El cambio climático devora la historia del Ártico y su impacto ya es visible en el yacimiento ballenero de Likneset, Svalbard. Un estudio publicado en PLOS One por las investigadoras Lise Loktu y Elin Therese Brødholt demostró que el deshielo y la erosión costera avanzan sin frenos.
Al comparar excavaciones de los años 80 con las de la década de 2010, las expertas comprobaron un aumento alarmante del daño en las tumbas de la orilla. Esta destrucción no solo pulveriza los restos arqueológicos del siglo XVII, sino que borra información científica vital sobre la vida, las enfermedades y la muerte de los primeros cazadores europeos en la región.
Este fenómeno responde a una alarmante realidad climática global debido a que el Ártico se calienta mucho más rápido que el resto del planeta. La subida de las temperaturas y el ascenso del nivel del mar provocan el derretimiento acelerado del permafrost y destruyen las costas por erosión. Los autores del estudio advierten que esta cadena de impactos pone en peligro crítico a los yacimientos arqueológicos de la región, lo que amenaza con borrar tanto el legado cultural como las fuentes de conocimiento científico.

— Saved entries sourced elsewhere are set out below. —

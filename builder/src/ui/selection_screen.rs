//! Body selection screen shown before building starts

use egui::{Context, TextureHandle, TextureOptions, Vec2};
use monster_core::{BodyShape, Monster, OrbitCamera, Renderer};

use super::{UiAction, color_image};

const PREVIEW_SIZE: (u32, u32) = (192, 160);

/// One card per body shape, each with a rendered preview
pub struct SelectionScreen {
    /// Chosen with Enter
    highlighted: BodyShape,
    previews: Vec<(BodyShape, TextureHandle)>,
}

impl SelectionScreen {
    pub fn new(highlighted: BodyShape) -> Self {
        Self {
            highlighted,
            previews: Vec::new(),
        }
    }

    pub fn highlighted(&self) -> BodyShape {
        self.highlighted
    }

    fn load_previews(&mut self, ctx: &Context) {
        if !self.previews.is_empty() {
            return;
        }
        let (width, height) = PREVIEW_SIZE;
        let mut renderer = Renderer::new(width, height);
        let camera = OrbitCamera::default();
        for shape in BodyShape::ALL {
            let monster = Monster::new(shape);
            let image = renderer.render(monster.graph(), &camera);
            let texture = ctx.load_texture(
                format!("body_preview_{shape}"),
                color_image(image),
                TextureOptions::LINEAR,
            );
            self.previews.push((shape, texture));
        }
        tracing::debug!("Rendered {} body previews", self.previews.len());
    }

    pub fn show(&mut self, ctx: &Context) -> Option<UiAction> {
        self.load_previews(ctx);
        let mut action = None;

        egui::CentralPanel::default().show(ctx, |ui| {
            ui.vertical_centered(|ui| {
                ui.add_space(40.0);
                ui.heading("Choose your monster");
                ui.add_space(24.0);
            });

            let size = Vec2::new(PREVIEW_SIZE.0 as f32, PREVIEW_SIZE.1 as f32);
            ui.horizontal_wrapped(|ui| {
                for (shape, texture) in &self.previews {
                    let image = egui::Image::new(egui::load::SizedTexture::new(texture.id(), size));
                    let card = egui::Button::image_and_text(image, shape.label())
                        .selected(*shape == self.highlighted);
                    let response = ui.add(card);
                    if response.hovered() {
                        self.highlighted = *shape;
                    }
                    if response.clicked() {
                        action = Some(UiAction::ChooseBody(*shape));
                    }
                }
            });
        });

        if action.is_none() && ctx.input(|i| i.key_pressed(egui::Key::Enter)) {
            action = Some(UiAction::ChooseBody(self.highlighted));
        }
        action
    }
}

Ártico: rápida degradación de la materia orgánica
Los materiales orgánicos sufrieron el peor deterioro. Un ejemplo contundente son los textiles, los cuales pasaron de estar bien conservados en los años 80 a quedar casi destruidos en la década de 2010. Este cambio refleja la velocidad real a la que se pierde este patrimonio. El informe concluye que los entierros de la época ballenera en Svalbard corren un peligro inminente por la combinación de su riqueza orgánica y el azote constante de la erosión en las costas.
Al abordar el problema a escala global, los investigadores advirtieron que “El rápido calentamiento del Ártico está acelerando la degradación de los yacimientos arqueológicos conservados en el permafrost, amenazando tanto el patrimonio cultural como la información científica que contiene”. Dentro de este mismo análisis, puntualizaron que los cementerios vinculados a la antigua industria ballenera en Svalbard muestran una fragilidad extrema, provocada por la abundancia de materia orgánica expuesta directamente al azote de la costa.
Likneset
Los entierros de Likneset conservan información biológica sobre enfermedades y condiciones de vida de los primeros balleneros europeos en el Ártico.
Loktu, Brødholt, 2026, PLOS One, CC-BY 4.0
Urgente reforma a las políticas culturales árticas
El caso de Likneset no es un hecho aislado, sino el reflejo de una destrucción generalizada en todo el Ártico provocada por el clima. La rápida pérdida observada en este importante yacimiento de Svalbard enciende las alarmas sobre la conservación de la memoria histórica. El informe concluye que los métodos actuales de gestión cultural en el norte, que consisten en proteger únicamente una selección limitada de monumentos, se quedarán completamente cortos frente a la velocidad de la crisis climática.
El equipo científico admitió que el tamaño reducido de la muestra analizada representa una limitación en su metodología. Debido a esto, aconsejan que los próximos estudios comparen otros cementerios de la región para dimensionar la verdadera escala del daño. Pese a esta prudencia, los autores plantearon una recomendación urgente para las instituciones al proponer una revisión a fondo de las políticas de patrimonio cultural del Ártico que priorice la protección de los restos arqueológicos en peligro inminente.
De este modo, la alarma científica se enfoca en un doble impacto destructivo, ya que la desaparición de los objetos y restos óseos arrastra consigo la pérdida de toda la información científica que resguardan. En las sepulturas balleneras del siglo XVII en Svalbard, esta destrucción borra archivos biológicos invaluables sobre la salud, la alimentación, las extenuantes jornadas laborales y la movilidad de aquellos hombres jóvenes, además de congelar para siempre los datos sobre sus causas de muerte y el desgaste físico que sufrieron en alta mar.